Personal information
- Nationality: Indian
- Born: 10 August 1938 Sangli, Bombay Presidency
- Died: 27 July 2010 (aged 71) Kavathe Piran, Miraj, Maharashtra, India
- Occupation: Olympic wrestler

Medal record
Representing India
Men's Freestyle Wrestling
Commonwealth Games
| Silver medal – second place | 1970 Edinburgh | Super Heavyweight |
Asian Games
| Gold medal – first place | 1962 Jakarta | -97 kg |
| Silver medal – second place | 1962 Jakarta | -97 kg |

= Maruti Mane =

Indian wrestler (1938–2010)

Maruti Mane (10 August 1938 – 27 July 2010) was an Indian former wrestler who competed in the 1964 Summer Olympics.

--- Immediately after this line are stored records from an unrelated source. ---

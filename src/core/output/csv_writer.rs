//! CSV output writer.

use std::fs;
use std::io;
use std::path::Path;

use crate::Message;
use crate::error::Result;

use super::ensure_parent_dir;

/// Header row written before any record.
pub const CSV_HEADER: [&str; 3] = ["Timestamp", "Name", "Text"];

/// Writes messages to a CSV file.
///
/// # Format
/// - Delimiter: `,`
/// - Columns: `Timestamp`, `Name`, `Text`
/// - Quoting: only when a field contains `,`, `"` or a line break
/// - Records end with `\r\n`; line breaks inside a quoted field are kept as-is
/// - Encoding: UTF-8
///
/// The destination is overwritten and missing parent directories are created.
pub fn write_csv(messages: &[Message], output_path: impl AsRef<Path>) -> Result<()> {
    let output_path = output_path.as_ref();
    let csv = to_csv(messages)?;
    ensure_parent_dir(output_path)?;
    fs::write(output_path, csv)?;
    tracing::info!(path = %output_path.display(), rows = messages.len(), "wrote CSV");
    Ok(())
}

/// Converts messages to a CSV string.
///
/// Same format as [`write_csv`], but returns the text instead of writing it.
///
/// ```rust
/// use chatconv::Message;
/// use chatconv::core::output::to_csv;
///
/// let csv = to_csv(&[Message::new("1/1/24, 10:00 AM", "Aditya", "Hello there")])?;
/// assert_eq!(csv, "Timestamp,Name,Text\r\n\"1/1/24, 10:00 AM\",Aditya,Hello there\r\n");
/// # Ok::<(), chatconv::ChatpackError>(())
/// ```
pub fn to_csv(messages: &[Message]) -> Result<String> {
    let mut writer = csv::WriterBuilder::new()
        .delimiter(b',')
        .terminator(csv::Terminator::CRLF)
        .from_writer(Vec::new());

    writer.write_record(CSV_HEADER)?;
    for msg in messages {
        writer.write_record(msg.as_record())?;
    }

    let bytes = writer.into_inner().map_err(|e| e.into_error())?;
    String::from_utf8(bytes).map_err(|e| io::Error::new(io::ErrorKind::InvalidData, e).into())
}
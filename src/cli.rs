//! Command-line interface definition using clap.
//!
//! [`Args`] holds the raw flags; [`Args::parser_config`] and
//! [`Args::render_config`] turn them into library configuration so that
//! `main.rs` only wires things together.

use std::ffi::OsString;
use std::path::PathBuf;

use clap::error::ErrorKind;
use clap::{CommandFactory, Parser};

use crate::config::{Fallback, ParserConfig, RenderConfig, StyleRole};
use crate::error::{ChatpackError, Result};

/// Convert a WhatsApp text export into a CSV table and a styled HTML transcript.
#[derive(Parser, Debug, Clone)]
#[command(name = "chatconv")]
#[command(version, about, long_about = None)]
#[command(after_help = "EXAMPLES:
    chatconv chat.txt chat.csv chat.html
    chatconv chat.txt out/chat.csv out/chat.html --me Alice --other Bob
    chatconv chat.txt chat.csv chat.html --config roles.json --timestamps
    chatconv chat.txt chat.csv chat.html --fallback other --progress")]
pub struct Args {
    /// Path to the WhatsApp .txt export
    pub input: PathBuf,

    /// Path of the CSV file to write
    pub csv_output: PathBuf,

    /// Path of the HTML file to write (parent directories are created)
    pub html_output: PathBuf,

    /// JSON file with render settings (roles, fallback, title, ...)
    #[arg(short, long, value_name = "FILE")]
    pub config: Option<PathBuf>,

    /// Sender rendered on the "me" side (repeatable)
    #[arg(long, value_name = "NAME")]
    pub me: Vec<String>,

    /// Sender rendered on the "other" side (repeatable)
    #[arg(long, value_name = "NAME")]
    pub other: Vec<String>,

    /// What to do with senders that have no role: drop, me, other
    #[arg(long, value_name = "POLICY")]
    pub fallback: Option<Fallback>,

    /// Title of the HTML document
    #[arg(long)]
    pub title: Option<String>,

    /// Show each message's timestamp in the HTML transcript
    #[arg(short = 't', long)]
    pub timestamps: bool,

    /// Embed message bodies without HTML escaping
    #[arg(long)]
    pub raw_html: bool,

    /// Fail on lines that lack the " - " separator instead of skipping them
    #[arg(long)]
    pub strict: bool,

    /// Print rendering progress to stderr
    #[arg(long)]
    pub progress: bool,

    /// Increase log verbosity (-v info, -vv debug, -vvv trace)
    #[arg(short, long, action = clap::ArgAction::Count)]
    pub verbose: u8,
}

/// What the command line asks the binary to do.
#[derive(Debug)]
pub enum Invocation {
    /// Convert with the given arguments.
    Run(Args),
    /// Print help or version text to stdout and exit 0.
    Info(clap::Error),
}

/// Reads the command line.
///
/// `-h`/`--help` and `-V`/`--version` must be the only argument; anything
/// clap rejects, or an info flag mixed with other arguments, becomes
/// [`ChatpackError::Usage`].
pub fn parse_invocation<I, T>(argv: I) -> Result<Invocation>
where
    I: IntoIterator<Item = T>,
    T: Into<OsString>,
{
    let argv: Vec<OsString> = argv.into_iter().map(Into::into).collect();

    match Args::try_parse_from(&argv) {
        Ok(args) => Ok(Invocation::Run(args)),
        Err(e) if matches!(e.kind(), ErrorKind::DisplayHelp | ErrorKind::DisplayVersion) => {
            if argv.len() > 2 {
                let flag = if e.kind() == ErrorKind::DisplayHelp {
                    "--help"
                } else {
                    "--version"
                };
                return Err(ChatpackError::usage(format!(
                    "error: {} takes no other arguments\n\n{}\n",
                    flag,
                    Args::command().render_usage()
                )));
            }
            Ok(Invocation::Info(e))
        }
        Err(e) => Err(ChatpackError::usage(e.render().to_string())),
    }
}

impl Args {
    /// Builds the parser configuration from the flags.
    pub fn parser_config(&self) -> ParserConfig {
        ParserConfig::new().with_skip_invalid(!self.strict)
    }

    /// Builds the render configuration.
    ///
    /// Starts from `--config` (or the defaults), then applies the individual
    /// flags on top. Naming the same sender in both `--me` and `--other` is a
    /// usage error.
    pub fn render_config(&self) -> Result<RenderConfig> {
        let mut config = match &self.config {
            Some(path) => RenderConfig::from_file(path)?,
            None => RenderConfig::default(),
        };

        if let Some(name) = self.me.iter().find(|name| self.other.contains(*name)) {
            return Err(ChatpackError::usage(format!(
                "sender '{}' was given both --me and --other",
                name
            )));
        }
        if let Some(name) = self.me.iter().chain(&self.other).find(|n| n.trim().is_empty()) {
            return Err(ChatpackError::usage(format!(
                "sender name '{}' must not be empty",
                name
            )));
        }

        for name in &self.me {
            config.roles.assign(name.clone(), StyleRole::Me);
        }
        for name in &self.other {
            config.roles.assign(name.clone(), StyleRole::Other);
        }

        if let Some(fallback) = self.fallback {
            config.fallback = fallback;
        }
        if let Some(title) = &self.title {
            config.title.clone_from(title);
        }
        if self.timestamps {
            config.include_timestamps = true;
        }
        if self.raw_html {
            config.escape_html = false;
        }

        Ok(config)
    }
}

#[cfg(test)]
mod tests {
    use super::*;

    fn parse(args: &[&str]) -> std::result::Result<Args, clap::Error> {
        Args::try_parse_from(std::iter::once("chatconv").chain(args.iter().copied()))
    }

    #[test]
    fn test_positional_arguments() {
        let args = parse(&["in.txt", "out.csv", "out.html"]).unwrap();
        assert_eq!(args.input, PathBuf::from("in.txt"));
        assert_eq!(args.csv_output, PathBuf::from("out.csv"));
        assert_eq!(args.html_output, PathBuf::from("out.html"));
    }

    #[test]
    fn test_wrong_argument_count() {
        assert!(parse(&[]).is_err());
        assert!(parse(&["in.txt", "out.csv"]).is_err());
        assert!(parse(&["a", "b", "c", "d"]).is_err());
    }

    #[test]
    fn test_help_is_display_help() {
        let err = parse(&["--help"]).unwrap_err();
        assert_eq!(err.kind(), clap::error::ErrorKind::DisplayHelp);
        let err = parse(&["-h"]).unwrap_err();
        assert_eq!(err.kind(), clap::error::ErrorKind::DisplayHelp);
    }

    #[test]
    fn test_invocation_help_alone() {
        let invocation = parse_invocation(["chatconv", "-h"]).unwrap();
        assert!(matches!(invocation, Invocation::Info(_)));
        let invocation = parse_invocation(["chatconv", "--version"]).unwrap();
        assert!(matches!(invocation, Invocation::Info(_)));
    }

    #[test]
    fn test_invocation_help_with_extra_arguments_is_usage_error() {
        let err = parse_invocation(["chatconv", "-h", "extra"]).unwrap_err();
        assert!(err.is_usage());
        assert!(err.to_string().contains("--help takes no other arguments"));
        assert!(err.to_string().contains("Usage:"));

        let err = parse_invocation(["chatconv", "in.txt", "out.csv", "out.html", "--help"])
            .unwrap_err();
        assert_eq!(err.exit_code(), 1);

        let err = parse_invocation(["chatconv", "--version", "x"]).unwrap_err();
        assert!(err.to_string().contains("--version takes no other arguments"));
    }

    #[test]
    fn test_invocation_run_and_clap_errors() {
        let invocation = parse_invocation(["chatconv", "in.txt", "out.csv", "out.html"]).unwrap();
        assert!(matches!(invocation, Invocation::Run(_)));

        let err = parse_invocation(["chatconv", "in.txt"]).unwrap_err();
        assert!(err.is_usage());
    }

    #[test]
    fn test_default_configs() {
        let args = parse(&["in.txt", "out.csv", "out.html"]).unwrap();
        assert_eq!(args.parser_config(), ParserConfig::default());
        assert_eq!(args.render_config().unwrap(), RenderConfig::default());
    }

    #[test]
    fn test_role_flags_extend_defaults() {
        let args = parse(&[
            "in.txt", "out.csv", "out.html", "--me", "Alice", "--other", "Bob", "--other", "Carol",
        ])
        .unwrap();
        let config = args.render_config().unwrap();
        assert_eq!(config.placement("Alice"), Some(StyleRole::Me));
        assert_eq!(config.placement("Bob"), Some(StyleRole::Other));
        assert_eq!(config.placement("Carol"), Some(StyleRole::Other));
        assert_eq!(config.placement("Aditya"), Some(StyleRole::Me));
    }

    #[test]
    fn test_conflicting_roles_is_usage_error() {
        let args = parse(&["in.txt", "out.csv", "out.html", "--me", "Al", "--other", "Al"]).unwrap();
        let err = args.render_config().unwrap_err();
        assert!(err.is_usage());
    }

    #[test]
    fn test_rendering_flags() {
        let args = parse(&[
            "in.txt",
            "out.csv",
            "out.html",
            "--fallback",
            "other",
            "--title",
            "Trip",
            "-t",
            "--raw-html",
            "--strict",
        ])
        .unwrap();
        let config = args.render_config().unwrap();
        assert_eq!(config.fallback, Fallback::Other);
        assert_eq!(config.title, "Trip");
        assert!(config.include_timestamps);
        assert!(!config.escape_html);
        assert!(!args.parser_config().skip_invalid);
    }

    #[test]
    fn test_invalid_fallback_rejected() {
        assert!(parse(&["in.txt", "out.csv", "out.html", "--fallback", "left"]).is_err());
    }

    #[test]
    fn test_verbosity_count() {
        let args = parse(&["in.txt", "out.csv", "out.html", "-vv"]).unwrap();
        assert_eq!(args.verbose, 2);
    }
}
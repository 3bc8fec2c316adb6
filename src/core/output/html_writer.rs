//! HTML transcript writer.
//!
//! Produces a self-contained page with an inline dark stylesheet. Every
//! message whose sender resolves to a [`StyleRole`] becomes one bubble:
//!
//! ```html
//! <div class="message me"><div class="message-body">Hello there</div></div>
//! ```
//!
//! Senders without a role are handled by [`RenderConfig::fallback`]; with the
//! default policy they are left out of the page.

use std::fs;
use std::path::Path;

use crate::Message;
use crate::config::{RenderConfig, StyleRole};
use crate::error::Result;
use crate::progress::{Progress, ProgressCallback, no_progress};

use super::ensure_parent_dir;

const STYLE: &str = r"body {
    font-family: 'Segoe UI', Tahoma, Geneva, Verdana, sans-serif;
    background-color: #121212;
    color: #ffffff;
    margin: 0;
    padding: 0;
}
.chat-container {
    width: 100%;
    max-width: 600px;
    margin: 20px auto;
}
.message {
    padding: 10px 15px;
    margin: 5px 0;
    border-radius: 10px;
    max-width: 70%;
    word-wrap: break-word;
}
.message.me {
    background-color: #303030;
    align-self: flex-end;
    margin-left: auto;
}
.message.other {
    background-color: #424242;
    align-self: flex-start;
    margin-right: auto;
}
.message-body {
    font-size: 14px;
    line-height: 1.5;
}
.message-time {
    font-size: 12px;
    color: #999999;
}
";

const CLOSING: &str = "</div>\n</body>\n</html>\n";

/// Counts from one rendering pass.
#[derive(Debug, Clone, Copy, Default, PartialEq, Eq)]
pub struct RenderStats {
    /// Messages that produced a bubble.
    pub rendered: usize,
    /// Messages left out by the fallback policy.
    pub dropped: usize,
}

/// Escapes the five HTML-significant characters.
///
/// ```rust
/// use chatconv::core::output::escape_html;
///
/// assert_eq!(escape_html("<b>&\"'"), "&lt;b&gt;&amp;&quot;&#39;");
/// ```
pub fn escape_html(text: &str) -> String {
    let mut out = String::with_capacity(text.len());
    for ch in text.chars() {
        match ch {
            '&' => out.push_str("&amp;"),
            '<' => out.push_str("&lt;"),
            '>' => out.push_str("&gt;"),
            '"' => out.push_str("&quot;"),
            '\'' => out.push_str("&#39;"),
            _ => out.push(ch),
        }
    }
    out
}

/// Renders messages to an HTML string.
pub fn to_html(messages: &[Message], config: &RenderConfig) -> String {
    render(messages, config, &no_progress()).0
}

/// Renders messages to an HTML string, reporting progress once per message.
pub fn to_html_with_progress(
    messages: &[Message],
    config: &RenderConfig,
    progress: &ProgressCallback,
) -> String {
    render(messages, config, progress).0
}

/// Writes the HTML transcript to a file.
///
/// Missing parent directories are created and the destination is overwritten.
pub fn write_html(
    messages: &[Message],
    output_path: impl AsRef<Path>,
    config: &RenderConfig,
) -> Result<RenderStats> {
    write_html_with_progress(messages, output_path, config, &no_progress())
}

/// Writes the HTML transcript to a file, reporting progress once per message.
pub fn write_html_with_progress(
    messages: &[Message],
    output_path: impl AsRef<Path>,
    config: &RenderConfig,
    progress: &ProgressCallback,
) -> Result<RenderStats> {
    let output_path = output_path.as_ref();
    let (html, stats) = render(messages, config, progress);

    ensure_parent_dir(output_path)?;
    fs::write(output_path, html)?;

    tracing::info!(
        path = %output_path.display(),
        rendered = stats.rendered,
        dropped = stats.dropped,
        "wrote HTML"
    );
    Ok(stats)
}

fn render(
    messages: &[Message],
    config: &RenderConfig,
    progress: &ProgressCallback,
) -> (String, RenderStats) {
    let mut html = String::with_capacity(STYLE.len() + messages.len() * 96);
    let mut stats = RenderStats::default();

    html.push_str("<!DOCTYPE html>\n<html>\n<head>\n<meta charset=\"utf-8\">\n");
    html.push_str(&format!("<title>{}</title>\n", escape_html(&config.title)));
    html.push_str("<style>\n");
    html.push_str(STYLE);
    html.push_str("</style>\n</head>\n<body>\n<div class=\"chat-container\">\n");

    let total = messages.len();
    for (idx, msg) in messages.iter().enumerate() {
        match config.placement(&msg.sender) {
            Some(role) => {
                push_bubble(&mut html, msg, role, config);
                stats.rendered += 1;
            }
            None => {
                tracing::trace!(sender = %msg.sender, "no role for sender, dropping from HTML");
                stats.dropped += 1;
            }
        }
        progress(Progress::new(idx + 1, Some(total)));
    }

    html.push_str(CLOSING);
    (html, stats)
}

fn push_bubble(html: &mut String, msg: &Message, role: StyleRole, config: &RenderConfig) {
    let body = if config.escape_html {
        escape_html(&msg.body)
    } else {
        msg.body.clone()
    };

    html.push_str(&format!("<div class=\"{}\">", role.css_class()));
    html.push_str(&format!("<div class=\"message-body\">{}</div>", body));
    if config.include_timestamps {
        html.push_str(&format!(
            "<div class=\"message-time\">{}</div>",
            escape_html(&msg.timestamp)
        ));
    }
    html.push_str("</div>\n");
}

Mane had a glorious run as a wrestler between 1962 and 1972 and did exceedingly well for the country in major championships. In the 1970 Commonwealth Games, he won silver in the unlimited freestyle event. In the 1962 Asian Games, he won gold in the 97 kg freestyle and the silver in the 97 kg Greco-Roman events.

Mane was crowned Hind Kesari in 1964 after defeating Rajasthan wrestler Mahiruddin. He was at one time listed among the best wrestlers in the world.

In his wrestling days, Mane used to work out for almost 10 to 12 hours daily. His fitness was said to be the reason for him lasting a good 11 minutes against them then all-conquering Russian wrestler Alexander Medved in 1967.

He was awarded with Dhyanchand Award in 2005 for his contribution to the wrestling.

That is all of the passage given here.